The Health and Safety Code uses standard measurements (pounds and ounces) for cases involving marijuana and metric measurements for most other controlled substances.
Technically, a gram is 1/454th of a pound. In the context of cocaine or heroin, a gram is approximately the size of a sugar packet.
Possession of a controlled substance Penalty Group 1
Health and Safety Code
It is a drug offense listed in the section 481.115 of the Texas Health and Safety Code. It is often abbreviated as Poss CS U/1G PG 1 or POSS CS PG 1 = 1G<4G
There are a huge number of substances listed in Penalty Group 1 (or PG 1). Included in Penalty Group 1 are Heroin, Cocaine, Gamma hydroxybutyric acid (GHB), methamphetamine, opium, and morphine.

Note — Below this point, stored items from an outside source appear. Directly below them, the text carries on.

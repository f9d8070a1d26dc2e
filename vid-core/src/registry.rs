use std::collections::BTreeMap;

use parking_lot::RwLock;
use serde_json::json;
use tracing::{debug, info};

use crate::errors::{VidError, VidResult};
use crate::ids::{IdAllocator, VideoId};
use crate::locator::Locator;
use crate::record::VideoRecord;

/// In-memory registry of video metadata.
///
/// Id allocation, locator derivation and insertion happen under one write
/// lock, so readers never see an id without its record or a record without
/// its `data_url`.
pub struct VideoRegistry {
    records: RwLock<BTreeMap<VideoId, VideoRecord>>,
    ids: IdAllocator,
    locator: Locator,
}

impl VideoRegistry {
    /// Create an empty registry.
    pub fn new(locator: Locator) -> Self {
        Self {
            records: RwLock::new(BTreeMap::new()),
            ids: IdAllocator::new(),
            locator,
        }
    }

    pub fn locator(&self) -> &Locator {
        &self.locator
    }

    /// Register new metadata (`id == 0`) or replace existing metadata
    /// (`id != 0`, last writer wins). The stored copy is returned.
    pub fn publish(&self, mut record: VideoRecord) -> VidResult<VideoRecord> {
        record.validate()?;

        // u64::MAX is reserved so an upsert can never use up the allocator
        if record.id.get() == u64::MAX {
            return Err(VidError::invalid_input("Invalid video metadata")
                .with_errors(json!({"id": [format!("must be below {}", u64::MAX)]})));
        }

        let mut records = self.records.write();

        if record.id.is_assigned() {
            self.ids.observe(record.id);
            debug!(video_id = %record.id, "replacing video metadata");
        } else {
            record.id = self
                .ids
                .next_id()
                .ok_or_else(|| VidError::general_error("Video id space exhausted"))?;
        }
        record.data_url = self.locator.data_url(record.id);

        records.insert(record.id, record.clone());
        drop(records);

        info!(video_id = %record.id, title = %record.title, "video published");
        Ok(record)
    }

    /// Snapshot of every record in ascending id order.
    pub fn list(&self) -> Vec<VideoRecord> {
        self.records.read().values().cloned().collect()
    }

    pub fn get(&self, id: VideoId) -> VidResult<VideoRecord> {
        self.records
            .read()
            .get(&id)
            .cloned()
            .ok_or_else(|| VidError::not_found(format!("No video with id {}", id)))
    }

    pub fn contains(&self, id: VideoId) -> bool {
        self.records.read().contains_key(&id)
    }

    pub fn len(&self) -> usize {
        self.records.read().len()
    }

    pub fn is_empty(&self) -> bool {
        self.records.read().is_empty()
    }
}
//! # vid-blob: streaming content storage for video payloads
//!
//! `vid-blob` stores the binary side of a video: one artifact per storage
//! key, written from a stream of unknown length and read back as a stream.
//! It knows nothing about video metadata; callers map their ids to keys
//! through a [`ContentKeyStrategy`].
//!
//! ## Guarantees
//!
//! - **Streaming-first**: payloads move through buffers of
//!   [`BlobConfig::chunk_size`] bytes, never the whole file at once
//! - **All-or-nothing saves**: bytes land in a staging artifact and are
//!   published with an atomic rename; a failed, oversized or cancelled
//!   upload leaves the previously committed content in place
//! - **Independent keys**: only the final commit takes a per-key lock
//!
//! ## Quick Start
//!
//! ```rust
//! use vid_blob::prelude::*;
//! use bytes::Bytes;
//!
//! # #[tokio::main]
//! # async fn main() -> BlobResult<()> {
//! let store = MemoryContentStore::new(BlobConfig::default());
//! let keys = DefaultKeyStrategy;
//!
//! let key = keys.object_key(1);
//! let body = vid_blob::chunked(Bytes::from_static(b"Hello, world!"), 4);
//! let put = store.save(&key, Some("video/mp4"), body).await?;
//! assert_eq!(put.size_bytes, 13);
//!
//! let mut sink = Vec::new();
//! store.load(&key, &mut sink).await?;
//! assert_eq!(sink, b"Hello, world!");
//! # Ok(())
//! # }
//! ```

mod config;
mod error;
mod fs_store;
mod memory_store;
mod receipt;
pub mod store;
mod types;

pub use config::BlobConfig;
pub use error::{BlobError, BlobResult};
pub use fs_store::FsContentStore;
pub use memory_store::MemoryContentStore;
pub use receipt::{GetResult, PutResult};
pub use store::{ContentKeyStrategy, ContentStore, DefaultKeyStrategy};
pub use types::{boxed, chunked, ByteStream};

/// Prelude for convenient imports
pub mod prelude {
    pub use crate::{
        BlobConfig, BlobError, BlobResult, ByteStream, ContentKeyStrategy, ContentStore,
        DefaultKeyStrategy, FsContentStore, MemoryContentStore,
    };
}
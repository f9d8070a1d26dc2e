use async_trait::async_trait;
use futures_util::StreamExt;
use tokio::io::{AsyncWrite, AsyncWriteExt};

use crate::{BlobResult, ByteStream, GetResult, PutResult};

/// Core content storage operations - must be implemented by all storage backends
///
/// Implementations must make `save` all-or-nothing: until the new bytes are
/// completely written, `has_content` and `open` keep reporting whatever was
/// committed before.
#[async_trait]
pub trait ContentStore: Send + Sync {
    /// Whether fully committed content exists for `key`
    async fn has_content(&self, key: &str) -> BlobResult<bool>;

    /// Store content from a stream, replacing any previous content for `key`
    async fn save(
        &self,
        key: &str,
        content_type: Option<&str>,
        stream: ByteStream,
    ) -> BlobResult<PutResult>;

    /// Open committed content as a stream
    async fn open(&self, key: &str) -> BlobResult<GetResult>;

    /// Stream committed content into `sink`, returning the bytes written
    async fn load(
        &self,
        key: &str,
        sink: &mut (dyn AsyncWrite + Send + Unpin),
    ) -> BlobResult<u64> {
        let GetResult { mut stream, .. } = self.open(key).await?;
        let mut written = 0u64;
        while let Some(chunk) = stream.next().await {
            let chunk = chunk?;
            sink.write_all(&chunk).await?;
            written += chunk.len() as u64;
        }
        sink.flush().await?;
        Ok(written)
    }

    /// Short backend name for logs
    fn backend_name(&self) -> &'static str;
}

/// Strategy for naming stored artifacts
pub trait ContentKeyStrategy: Send + Sync {
    /// Key of the committed artifact for a video id
    fn object_key(&self, video_id: u64) -> String;

    /// Key of an uncommitted upload, unique per upload attempt
    fn staging_key(&self, upload_token: &str) -> String;
}

/// Default key strategy: `videos/<id>.bin`, staging under `.staging/`
#[derive(Debug, Clone, Default)]
pub struct DefaultKeyStrategy;

pub(crate) const STAGING_DIR: &str = ".staging";

impl ContentKeyStrategy for DefaultKeyStrategy {
    fn object_key(&self, video_id: u64) -> String {
        format!("videos/{}.bin", video_id)
    }

    fn staging_key(&self, upload_token: &str) -> String {
        format!("{}/{}.part", STAGING_DIR, upload_token)
    }
}

#[cfg(test)]
mod tests {
    use super::*;

    #[test]
    fn default_keys_are_named_by_id() {
        let keys = DefaultKeyStrategy;
        assert_eq!(keys.object_key(42), "videos/42.bin");
        assert_eq!(keys.staging_key("abc"), ".staging/abc.part");
    }
}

There are many more substances listed in PG 1
The state has to prove that
The defendant intentionally or knowingly,
Possessed a controlled substance, and
That substance is listed in penalty group 1 or PG 1
Penalties for possession of a controlled substance in penalty group 1 are determined by the amount of the substance the person possesses.
Less than one gram is a state jail felony (punishable by between 6 months and 2 years in a state jail and a fine).
Possession of at least one gram but less than 4 grams is a third degree felony (punishable by between 2 and 10 years in prison and a fine).
Possession of at least 4 and less than 200 grams is a second degree felony (punishable by between 2 and 20 years in prison and a fine).
Possession of at least 200 grams and less than 400 grams is s a first degree felony (between 5 and 99 years in prison or life and a fine).
Possession of at least 400 grams or more is a felony punishable by 10 to 99 years or life in prison and a fine not to exceed $100,000.00.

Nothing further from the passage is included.